Task objective: Write the entries again exactly, with no line missing.

Stored items
########
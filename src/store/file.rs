//! 文件统计存储
//!
//! 每行一个 JSON 样本的追加写入文件，启动时全部载入内存索引；
//! 清理过期样本时重写文件

use async_trait::async_trait;
use chrono::{DateTime, Utc};
use rat_logger::{debug, error, info, warn};
use std::path::{Path, PathBuf};
use tokio::fs::{File, OpenOptions};
use tokio::io::AsyncWriteExt;
use tokio::sync::Mutex;

use super::{MemoryStatsStore, StatsStore};
use crate::error::{AdminError, AdminResult};
use crate::types::{StatsSample, TimeRange};

/// 持久化的统计存储，重启后数据仍然可用
#[derive(Debug)]
pub struct FileStatsStore {
    path: PathBuf,
    index: MemoryStatsStore,
    /// 写入文件和更新索引都在这把锁内完成
    writer: Mutex<File>,
}

impl FileStatsStore {
    /// 打开（或创建）统计文件
    ///
    /// 文件无法打开或读取时返回错误，这是启动阶段唯一的致命错误；
    /// 无法解析的单行会被跳过，结尾不完整的行会被截掉
    pub async fn open<P: AsRef<Path>>(path: P) -> AdminResult<Self> {
        let path = path.as_ref().to_path_buf();

        if let Some(parent) = path.parent() {
            if !parent.as_os_str().is_empty() {
                tokio::fs::create_dir_all(parent).await?;
            }
        }

        let index = MemoryStatsStore::new();
        match tokio::fs::read_to_string(&path).await {
            Ok(content) => {
                // 崩溃或磁盘写满时留下的半行，截到最后一个换行符
                let complete = content.rfind('\n').map_or(0, |pos| pos + 1);
                if complete < content.len() {
                    warn!(
                        "统计文件 {:?} 结尾有 {} 字节不完整的数据，已截断",
                        path,
                        content.len() - complete
                    );
                    let file = OpenOptions::new().write(true).open(&path).await?;
                    file.set_len(complete as u64).await?;
                    file.sync_all().await?;
                }

                let mut skipped = 0usize;
                for (line_no, line) in content[..complete].lines().enumerate() {
                    if line.trim().is_empty() {
                        continue;
                    }
                    match serde_json::from_str::<StatsSample>(line) {
                        Ok(sample) => index.insert(sample),
                        Err(e) => {
                            skipped += 1;
                            debug!("统计文件第{}行无法解析: {}", line_no + 1, e);
                        }
                    }
                }
                if skipped > 0 {
                    warn!("统计文件 {:?} 中有 {} 行无法解析，已跳过", path, skipped);
                }
            }
            Err(e) if e.kind() == std::io::ErrorKind::NotFound => {}
            Err(e) => return Err(AdminError::IoError(e)),
        }

        let writer = Self::open_append(&path).await?;
        info!("打开统计文件: {:?}, 已载入 {} 个样本", path, index.len());

        Ok(Self {
            path,
            index,
            writer: Mutex::new(writer),
        })
    }

    async fn open_append(path: &Path) -> std::io::Result<File> {
        OpenOptions::new().create(true).append(true).open(path).await
    }

    /// 统计文件路径
    pub fn path(&self) -> &Path {
        &self.path
    }

    /// 压缩时使用的临时文件路径
    fn compact_path(&self) -> PathBuf {
        let mut name = self.path.clone().into_os_string();
        name.push(".compact");
        PathBuf::from(name)
    }

    /// 样本总数
    pub fn len(&self) -> usize {
        self.index.len()
    }

    pub fn is_empty(&self) -> bool {
        self.index.is_empty()
    }

    /// 把保留的样本写入临时文件并替换统计文件，返回指向新文件的写入句柄
    ///
    /// 失败时原文件保持不变
    async fn write_compacted(&self, samples: &[StatsSample]) -> AdminResult<File> {
        let tmp_path = self.compact_path();
        let mut content = String::new();
        for sample in samples {
            content.push_str(&serde_json::to_string(sample)?);
            content.push('\n');
        }

        let result = async {
            tokio::fs::write(&tmp_path, content).await?;
            // 改名之前打开，改名之后句柄跟随新文件
            let file = Self::open_append(&tmp_path).await?;
            tokio::fs::rename(&tmp_path, &self.path).await?;
            Ok::<File, std::io::Error>(file)
        }
        .await;

        match result {
            Ok(file) => Ok(file),
            Err(e) => {
                if let Err(cleanup) = tokio::fs::remove_file(&tmp_path).await {
                    debug!("删除临时文件 {:?} 失败: {}", tmp_path, cleanup);
                }
                Err(crate::admin_error!(store, format!("压缩统计文件失败: {}", e)))
            }
        }
    }
}

async fn append_line(writer: &mut File, line: &[u8]) -> std::io::Result<()> {
    writer.write_all(line).await?;
    writer.flush().await
}

#[async_trait]
impl StatsStore for FileStatsStore {
    async fn record(&self, sample: &StatsSample) -> AdminResult<()> {
        let mut line = serde_json::to_string(sample)?;
        line.push('\n');

        let mut writer = self.writer.lock().await;
        let offset = writer
            .metadata()
            .await
            .map_err(|e| crate::admin_error!(store, format!("读取统计文件长度失败: {}", e)))?
            .len();

        if let Err(e) = append_line(&mut writer, line.as_bytes()).await {
            // 回滚到写入前的长度，文件中不留半行
            if let Err(rollback) = writer.set_len(offset).await {
                error!("统计文件回滚失败: {}", rollback);
            }
            return Err(crate::admin_error!(store, format!("写入统计文件失败: {}", e)));
        }

        self.index.insert(sample.clone());
        Ok(())
    }

    async fn query(&self, connection_name: &str, range: TimeRange) -> Vec<StatsSample> {
        self.index.query_sync(connection_name, range)
    }

    async fn latest(&self, connection_name: &str) -> Option<StatsSample> {
        self.index.latest_sync(connection_name)
    }

    async fn oldest(&self) -> Option<DateTime<Utc>> {
        self.index.oldest_sync()
    }

    async fn prune_before(&self, cutoff: DateTime<Utc>) -> AdminResult<usize> {
        // 持有写锁，压缩期间没有新样本写入
        let mut writer = self.writer.lock().await;
        let kept: Vec<StatsSample> = self
            .index
            .all_samples()
            .into_iter()
            .filter(|s| s.timestamp >= cutoff)
            .collect();
        if kept.len() == self.index.len() {
            return Ok(0);
        }

        // 新文件就绪之后再清理索引，失败时文件和索引保持一致
        *writer = self.write_compacted(&kept).await?;
        let removed = self.index.prune_sync(cutoff);
        debug!("统计文件已压缩，删除 {} 个过期样本", removed);
        Ok(removed)
    }
}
########
Expected output:
filename src/store/file.rs
//! 文件统计存储
//!
//! 每行一个 JSON 样本的追加写入文件，启动时全部载入内存索引；
//! 清理过期样本时重写文件

use async_trait::async_trait;
use chrono::{DateTime, Utc};
use rat_logger::{debug, error, info, warn};
use std::path::{Path, PathBuf};
use tokio::fs::{File, OpenOptions};
use tokio::io::AsyncWriteExt;
use tokio::sync::Mutex;

use super::{MemoryStatsStore, StatsStore};
use crate::error::{AdminError, AdminResult};
use crate::types::{StatsSample, TimeRange};

/// 持久化的统计存储，重启后数据仍然可用
#[derive(Debug)]
pub struct FileStatsStore {
    path: PathBuf,
    index: MemoryStatsStore,
    /// 写入文件和更新索引都在这把锁内完成
    writer: Mutex<File>,
}

impl FileStatsStore {
    /// 打开（或创建）统计文件
    ///
    /// 文件无法打开或读取时返回错误，这是启动阶段唯一的致命错误；
    /// 无法解析的单行会被跳过，结尾不完整的行会被截掉
    pub async fn open<P: AsRef<Path>>(path: P) -> AdminResult<Self> {
        let path = path.as_ref().to_path_buf();

        if let Some(parent) = path.parent() {
            if !parent.as_os_str().is_empty() {
                tokio::fs::create_dir_all(parent).await?;
            }
        }

        let index = MemoryStatsStore::new();
        match tokio::fs::read_to_string(&path).await {
            Ok(content) => {
                // 崩溃或磁盘写满时留下的半行，截到最后一个换行符
                let complete = content.rfind('\n').map_or(0, |pos| pos + 1);
                if complete < content.len() {
                    warn!(
                        "统计文件 {:?} 结尾有 {} 字节不完整的数据，已截断",
                        path,
                        content.len() - complete
                    );
                    let file = OpenOptions::new().write(true).open(&path).await?;
                    file.set_len(complete as u64).await?;
                    file.sync_all().await?;
                }

                let mut skipped = 0usize;
                for (line_no, line) in content[..complete].lines().enumerate() {
                    if line.trim().is_empty() {
                        continue;
                    }
                    match serde_json::from_str::<StatsSample>(line) {
                        Ok(sample) => index.insert(sample),
                        Err(e) => {
                            skipped += 1;
                            debug!("统计文件第{}行无法解析: {}", line_no + 1, e);
                        }
                    }
                }
                if skipped > 0 {
                    warn!("统计文件 {:?} 中有 {} 行无法解析，已跳过", path, skipped);
                }
            }
            Err(e) if e.kind() == std::io::ErrorKind::NotFound => {}
            Err(e) => return Err(AdminError::IoError(e)),
        }

        let writer = Self::open_append(&path).await?;
        info!("打开统计文件: {:?}, 已载入 {} 个样本", path, index.len());

        Ok(Self {
            path,
            index,
            writer: Mutex::new(writer),
        })
    }

    async fn open_append(path: &Path) -> std::io::Result<File> {
        OpenOptions::new().create(true).append(true).open(path).await
    }

    /// 统计文件路径
    pub fn path(&self) -> &Path {
        &self.path
    }

    /// 压缩时使用的临时文件路径
    fn compact_path(&self) -> PathBuf {
        let mut name = self.path.clone().into_os_string();
        name.push(".compact");
        PathBuf::from(name)
    }

    /// 样本总数
    pub fn len(&self) -> usize {
        self.index.len()
    }

    pub fn is_empty(&self) -> bool {
        self.index.is_empty()
    }

    /// 把保留的样本写入临时文件并替换统计文件，返回指向新文件的写入句柄
    ///
    /// 失败时原文件保持不变
    async fn write_compacted(&self, samples: &[StatsSample]) -> AdminResult<File> {
        let tmp_path = self.compact_path();
        let mut content = String::new();
        for sample in samples {
            content.push_str(&serde_json::to_string(sample)?);
            content.push('\n');
        }

        let result = async {
            tokio::fs::write(&tmp_path, content).await?;
            // 改名之前打开，改名之后句柄跟随新文件
            let file = Self::open_append(&tmp_path).await?;
            tokio::fs::rename(&tmp_path, &self.path).await?;
            Ok::<File, std::io::Error>(file)
        }
        .await;

        match result {
            Ok(file) => Ok(file),
            Err(e) => {
                if let Err(cleanup) = tokio::fs::remove_file(&tmp_path).await {
                    debug!("删除临时文件 {:?} 失败: {}", tmp_path, cleanup);
                }
                Err(crate::admin_error!(store, format!("压缩统计文件失败: {}", e)))
            }
        }
    }
}

async fn append_line(writer: &mut File, line: &[u8]) -> std::io::Result<()> {
    writer.write_all(line).await?;
    writer.flush().await
}

#[async_trait]
impl StatsStore for FileStatsStore {
    async fn record(&self, sample: &StatsSample) -> AdminResult<()> {
        let mut line = serde_json::to_string(sample)?;
        line.push('\n');

        let mut writer = self.writer.lock().await;
        let offset = writer
            .metadata()
            .await
            .map_err(|e| crate::admin_error!(store, format!("读取统计文件长度失败: {}", e)))?
            .len();

        if let Err(e) = append_line(&mut writer, line.as_bytes()).await {
            // 回滚到写入前的长度，文件中不留半行
            if let Err(rollback) = writer.set_len(offset).await {
                error!("统计文件回滚失败: {}", rollback);
            }
            return Err(crate::admin_error!(store, format!("写入统计文件失败: {}", e)));
        }

        self.index.insert(sample.clone());
        Ok(())
    }

    async fn query(&self, connection_name: &str, range: TimeRange) -> Vec<StatsSample> {
        self.index.query_sync(connection_name, range)
    }

    async fn latest(&self, connection_name: &str) -> Option<StatsSample> {
        self.index.latest_sync(connection_name)
    }

    async fn oldest(&self) -> Option<DateTime<Utc>> {
        self.index.oldest_sync()
    }

    async fn prune_before(&self, cutoff: DateTime<Utc>) -> AdminResult<usize> {
        // 持有写锁，压缩期间没有新样本写入
        let mut writer = self.writer.lock().await;
        let kept: Vec<StatsSample> = self
            .index
            .all_samples()
            .into_iter()
            .filter(|s| s.timestamp >= cutoff)
            .collect();
        if kept.len() == self.index.len() {
            return Ok(0);
        }

        // 新文件就绪之后再清理索引，失败时文件和索引保持一致
        *writer = self.write_compacted(&kept).await?;
        let removed = self.index.prune_sync(cutoff);
        debug!("统计文件已压缩，删除 {} 个过期样本", removed);
        Ok(removed)
    }
}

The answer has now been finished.